The mechanicals: Bottom (Liam Tobin); Snout (Llinos Mae); Flute (James Peake) and Quince (Matthew Bulgo), provide a comic interlude from the dark magic of the dreamland and the threats of war and unrequited love.

Tobin is perfectly cast as the bumbling and outspoken Bottom. A natural comic actor; he commands the stage as he stumbles about, keeping the audience amused with his observations and asides.

The proudest moment for the mechanicals comes at the final act of the play. The story of Pyramus and Thisbe sees the funniest and most bizarre turn of events ever seen on stage. From the revelation of the theatre groups name (S.A.A.D.O.S) to the stumbling over lines, ridiculous props and many slip ups leading to the irritated Quince giving up on any hope of direction. The audience was howling with laughter.

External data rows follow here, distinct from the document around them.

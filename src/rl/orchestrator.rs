//! Multi-agent cyclic orchestrator - trains a roster of range specialists one block at a time
//!
//! ```text
//! cycle 1: movement ×N → shooting ×N → patrol ×N → stealth ×N → boss ×N → persist all
//! cycle 2: ...
//! ```
//!
//! Cancellation is checked before every agent block, cycle and time limits before
//! every cycle. Every exit path persists the whole roster.

use std::path::{Path, PathBuf};
use std::time::{Duration, Instant};

use rand::SeedableRng;
use rand::rngs::StdRng;

use crate::error::Result;
use crate::infra::{BlockSummary, CancellationFlag, TrainingObserver};

use super::arena::{Arena, ArenaConfig, TrainingRange};
use super::curriculum::{CurriculumPhase, CurriculumScheduler, PERFORMANCE_WINDOW, PhaseSettings};
use super::episode::{EpisodeOutcome, Learner, run_episode};
use super::experience::{DiscardSink, SharedExperienceStore, StreamSink};
use super::metrics::TrainingMetrics;
use super::value::{QLearningConfig, ValueApproximator};

/// Result of one training episode of an agent
#[derive(Debug, Clone, PartialEq)]
pub struct AgentEpisode {
    pub outcome: EpisodeOutcome,
    /// Composite curriculum score of the episode
    pub score: f32,
    pub advanced_to: Option<CurriculumPhase>,
}

/// Learning state shown in progress reports
#[derive(Debug, Clone, Copy, PartialEq)]
pub struct AgentStatus {
    pub phase: CurriculumPhase,
    pub epsilon: f32,
    pub learning_rate: f32,
}

/// Contract every agent of the roster implements
pub trait TrainableAgent: Send {
    fn name(&self) -> &str;

    /// Write the agent's model into `dir`, returning the file written
    fn save_model(&self, dir: &Path) -> Result<PathBuf>;

    /// Replace the model with the one stored in `dir`, or with fresh weights when there
    /// is no usable snapshot. Returns true when the model came from disk.
    fn load_model(&mut self, dir: &Path, rng: &mut StdRng) -> bool;

    fn train_episode(&mut self, rng: &mut StdRng) -> Result<AgentEpisode>;

    fn status(&self) -> AgentStatus;

    /// Windowed training statistics, when the agent keeps them
    fn metrics(&self) -> Option<&TrainingMetrics> {
        None
    }
}

/// Agent bound to one training range
pub struct RangeAgent {
    name: String,
    learner: Learner,
    curriculum: CurriculumScheduler,
    metrics: TrainingMetrics,
    arena: Arena,
    max_steps: usize,
    config: QLearningConfig,
    sink: Option<StreamSink>,
}

impl RangeAgent {
    pub fn new(
        range: TrainingRange,
        config: QLearningConfig,
        arena: ArenaConfig,
        max_steps: usize,
        rng: &mut StdRng,
    ) -> Self {
        Self {
            name: range.name().to_string(),
            learner: Learner::new(range, config.clone(), rng),
            curriculum: CurriculumScheduler::new(PhaseSettings::default_phases()),
            metrics: TrainingMetrics::new(PERFORMANCE_WINDOW),
            arena: Arena::new(arena),
            max_steps,
            config,
            sink: None,
        }
    }

    /// Record this agent's episodes into `store` under `stream`, writing each to disk
    pub fn with_store(mut self, store: SharedExperienceStore, stream: usize) -> Self {
        self.sink = Some(StreamSink::new(store, stream, true));
        self
    }

    pub fn range(&self) -> TrainingRange {
        self.learner.range
    }

    pub fn model(&self) -> &ValueApproximator {
        &self.learner.model
    }

    pub fn curriculum(&self) -> &CurriculumScheduler {
        &self.curriculum
    }

    fn model_path(&self, dir: &Path) -> PathBuf {
        dir.join(format!("{}.json", self.name))
    }
}

impl TrainableAgent for RangeAgent {
    fn name(&self) -> &str {
        &self.name
    }

    fn save_model(&self, dir: &Path) -> Result<PathBuf> {
        let path = self.model_path(dir);
        self.learner.model.save(&path)?;
        Ok(path)
    }

    fn load_model(&mut self, dir: &Path, rng: &mut StdRng) -> bool {
        let path = self.model_path(dir);
        let (model, loaded) = ValueApproximator::load_or_init(
            &path,
            self.learner.encoder.state_size(),
            self.learner.range.action_space().size(),
            self.config.clone(),
            rng,
        );
        self.learner.model = model;
        loaded
    }

    fn train_episode(&mut self, rng: &mut StdRng) -> Result<AgentEpisode> {
        let difficulty = self.curriculum.start_new_episode();
        let outcome = match self.sink.as_mut() {
            Some(sink) => run_episode(
                &mut self.learner,
                &mut self.arena,
                difficulty,
                self.max_steps,
                rng,
                sink,
            )?,
            None => run_episode(
                &mut self.learner,
                &mut self.arena,
                difficulty,
                self.max_steps,
                rng,
                &mut DiscardSink,
            )?,
        };

        let update = self.curriculum.record_performance(&outcome.performance);
        if update.advanced_to.is_some() {
            self.learner
                .model
                .set_learning_rate(self.curriculum.current().learning_rate);
        }
        self.metrics.record_episode(
            outcome.total_reward,
            outcome.steps,
            outcome.loss,
            outcome.survived(),
            outcome.is_perfect(),
        );

        Ok(AgentEpisode {
            outcome,
            score: update.score,
            advanced_to: update.advanced_to,
        })
    }

    fn status(&self) -> AgentStatus {
        AgentStatus {
            phase: self.curriculum.phase(),
            epsilon: self.learner.model.epsilon(),
            learning_rate: self.learner.model.learning_rate(),
        }
    }

    fn metrics(&self) -> Option<&TrainingMetrics> {
        Some(&self.metrics)
    }
}

#[derive(Debug, Clone)]
pub struct OrchestratorConfig {
    /// Directory holding one `<agent>.json` snapshot per agent
    pub model_dir: PathBuf,
    pub episodes_per_cycle: usize,
    /// Step budget per episode
    pub max_steps: usize,
    /// Stop after this many cycles; unlimited when `None`
    pub max_cycles: Option<usize>,
    /// Stop at the first cycle boundary after this much time; unlimited when `None`
    pub session_duration: Option<Duration>,
    pub seed: u64,
    pub q_learning: QLearningConfig,
    pub arena: ArenaConfig,
}

impl Default for OrchestratorConfig {
    fn default() -> Self {
        Self {
            model_dir: PathBuf::from("models"),
            episodes_per_cycle: 50,
            max_steps: 1000,
            max_cycles: None,
            session_duration: None,
            seed: 42,
            q_learning: QLearningConfig::default(),
            arena: ArenaConfig::default(),
        }
    }
}

#[derive(Debug, Clone, Copy, PartialEq, Eq)]
pub enum StopReason {
    Cancelled,
    CycleLimit,
    SessionElapsed,
}

#[derive(Debug, Clone, PartialEq)]
pub struct CycleReport {
    pub cycles_completed: usize,
    pub stop_reason: StopReason,
    pub elapsed: Duration,
}

pub struct MultiAgentCyclicOrchestrator {
    config: OrchestratorConfig,
    agents: Vec<Box<dyn TrainableAgent>>,
    observer: Box<dyn TrainingObserver>,
    rng: StdRng,
    loaded: usize,
    cycles_completed: usize,
}

impl MultiAgentCyclicOrchestrator {
    /// Default roster: one agent per training range
    pub fn new(config: OrchestratorConfig, observer: Box<dyn TrainingObserver>) -> Self {
        Self::build(config, observer, None)
    }

    /// Default roster recording every episode into `store`
    pub fn with_store(
        config: OrchestratorConfig,
        observer: Box<dyn TrainingObserver>,
        store: SharedExperienceStore,
    ) -> Self {
        Self::build(config, observer, Some(store))
    }

    fn build(
        config: OrchestratorConfig,
        observer: Box<dyn TrainingObserver>,
        store: Option<SharedExperienceStore>,
    ) -> Self {
        let mut rng = StdRng::seed_from_u64(config.seed);
        let agents: Vec<Box<dyn TrainableAgent>> = TrainingRange::ALL
            .iter()
            .enumerate()
            .map(|(stream, range)| {
                let agent = RangeAgent::new(
                    *range,
                    config.q_learning.clone(),
                    config.arena.clone(),
                    config.max_steps,
                    &mut rng,
                );
                let agent = match &store {
                    Some(store) => agent.with_store(store.clone(), stream),
                    None => agent,
                };
                Box::new(agent) as Box<dyn TrainableAgent>
            })
            .collect();
        Self::with_agents_and_rng(config, agents, observer, rng)
    }

    /// Custom roster; every agent tries to load its snapshot from `model_dir`
    pub fn with_agents(
        config: OrchestratorConfig,
        agents: Vec<Box<dyn TrainableAgent>>,
        observer: Box<dyn TrainingObserver>,
    ) -> Self {
        let rng = StdRng::seed_from_u64(config.seed);
        Self::with_agents_and_rng(config, agents, observer, rng)
    }

    fn with_agents_and_rng(
        config: OrchestratorConfig,
        mut agents: Vec<Box<dyn TrainableAgent>>,
        observer: Box<dyn TrainingObserver>,
        mut rng: StdRng,
    ) -> Self {
        let mut loaded = 0;
        for agent in agents.iter_mut() {
            if agent.load_model(&config.model_dir, &mut rng) {
                loaded += 1;
            } else {
                tracing::info!("{} starts with fresh weights", agent.name());
            }
        }
        tracing::info!(
            "Roster ready: {} agents, {} loaded from {}",
            agents.len(),
            loaded,
            config.model_dir.display()
        );

        Self {
            config,
            agents,
            observer,
            rng,
            loaded,
            cycles_completed: 0,
        }
    }

    pub fn agent_names(&self) -> Vec<String> {
        self.agents.iter().map(|a| a.name().to_string()).collect()
    }

    /// Agents whose model came from disk at construction
    pub fn loaded_from_disk(&self) -> usize {
        self.loaded
    }

    pub fn cycles_completed(&self) -> usize {
        self.cycles_completed
    }

    /// Train cycle after cycle until cancelled or a configured limit is hit.
    ///
    /// An agent's block of `episodes_per_cycle` episodes is never interrupted; the
    /// cancellation flag is honored before the next block starts.
    pub fn run_cyclic_training(
        &mut self,
        cancel: &CancellationFlag,
        episodes_per_cycle: usize,
    ) -> CycleReport {
        let start = Instant::now();
        let names = self.agent_names();

        let stop_reason = 'cycles: loop {
            if let Some(max_cycles) = self.config.max_cycles
                && self.cycles_completed >= max_cycles
            {
                break StopReason::CycleLimit;
            }
            if let Some(duration) = self.config.session_duration
                && start.elapsed() >= duration
            {
                break StopReason::SessionElapsed;
            }

            let cycle = self.cycles_completed + 1;
            let cycle_start = Instant::now();
            self.observer.on_cycle_start(cycle, &names);

            for agent in self.agents.iter_mut() {
                if cancel.is_cancelled() {
                    tracing::info!(
                        "Cancellation requested before {} in cycle {}",
                        agent.name(),
                        cycle
                    );
                    break 'cycles StopReason::Cancelled;
                }

                let summary = train_block(
                    agent.as_mut(),
                    episodes_per_cycle,
                    &mut self.rng,
                    self.observer.as_mut(),
                );
                self.observer
                    .on_agent_block_finished(cycle, agent.name(), &summary);
            }

            self.persist_all();
            self.cycles_completed = cycle;
            self.observer.on_cycle_finished(cycle, cycle_start.elapsed());
        };

        self.persist_all();

        let report = CycleReport {
            cycles_completed: self.cycles_completed,
            stop_reason,
            elapsed: start.elapsed(),
        };
        tracing::info!(
            "Cyclic training stopped ({:?}) after {} cycles in {:.1}s",
            report.stop_reason,
            report.cycles_completed,
            report.elapsed.as_secs_f64()
        );
        report
    }

    /// Save every agent's model. Failures are logged and do not stop the others.
    pub fn persist_all(&mut self) -> (usize, usize) {
        let mut saved = 0;
        let mut failed = 0;
        for agent in &self.agents {
            match agent.save_model(&self.config.model_dir) {
                Ok(path) => {
                    tracing::debug!("Saved {} to {}", agent.name(), path.display());
                    saved += 1;
                }
                Err(err) => {
                    tracing::warn!("Failed to save {}: {}", agent.name(), err);
                    failed += 1;
                }
            }
        }
        self.observer.on_models_persisted(saved, failed);
        (saved, failed)
    }
}

fn train_block(
    agent: &mut dyn TrainableAgent,
    episodes: usize,
    rng: &mut StdRng,
    observer: &mut dyn TrainingObserver,
) -> BlockSummary {
    let mut completed = 0;
    let mut reward_sum = 0.0;
    let mut best_reward = f32::NEG_INFINITY;
    let mut perfect_runs = 0;

    for episode in 1..=episodes {
        match agent.train_episode(rng) {
            Ok(result) => {
                completed += 1;
                reward_sum += result.outcome.total_reward;
                best_reward = best_reward.max(result.outcome.total_reward);
                if result.outcome.is_perfect() {
                    perfect_runs += 1;
                }
                observer.on_episode_finished(agent.name(), episode, &result.outcome);
                if let Some(phase) = result.advanced_to {
                    observer.on_phase_advanced(agent.name(), phase);
                }
            }
            Err(err) => {
                tracing::error!("{} episode {} failed: {}", agent.name(), episode, err);
                break;
            }
        }
    }

    if completed > 0
        && let Some(metrics) = agent.metrics()
    {
        metrics.log_to_console(agent.name());
    }

    let status = agent.status();
    BlockSummary {
        episodes: completed,
        average_reward: if completed > 0 {
            reward_sum / completed as f32
        } else {
            0.0
        },
        best_reward: if completed > 0 { best_reward } else { 0.0 },
        perfect_runs,
        phase: status.phase,
        epsilon: status.epsilon,
        learning_rate: status.learning_rate,
    }
}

The actors and actresses move seamlessly through the sets and the timing and interaction is perfect. The theatre is heavy with emotion and atmosphere throughout. At the end of the play, a surprise appearance off stage adds to the audience interaction and makes it appear as if we are in a dream ourselves.

The set (designed by Sean Crowley) is kept very simple throughout. This ensures that the focus is on the storytelling and the actors, as well as the use of multi media.  Basic furniture of the period sets the scene at the beginning of the play. The dream world is created by a combination of a painted backdrop of the night sky and long clear curtains painted with trees. The lighting works particularly well here also, where there are blues and purples to create a dream like state. Small lights are used throughout by the actors to suggest the presence of fairies.

The music is very varied in this production. World War II songs set the scene for much of the play as the characters move from scene to scene.  In the dream world the music is quite surreal, with faint voices echoing in the background to suggest the idea of dreaming. This all adds to the sinister and mysterious effect of the dream world.

This production has everything a Shakespeare play needs: humour, romance, magic and mystery. And such a successful collaboration of talented individuals can only prove that it is a positive step towards a promising future in theatre production.

A Midsummer Night’s Dream performs at the Torch until the 20th October and then it undertakes a mammoth 8 week tour of the UK.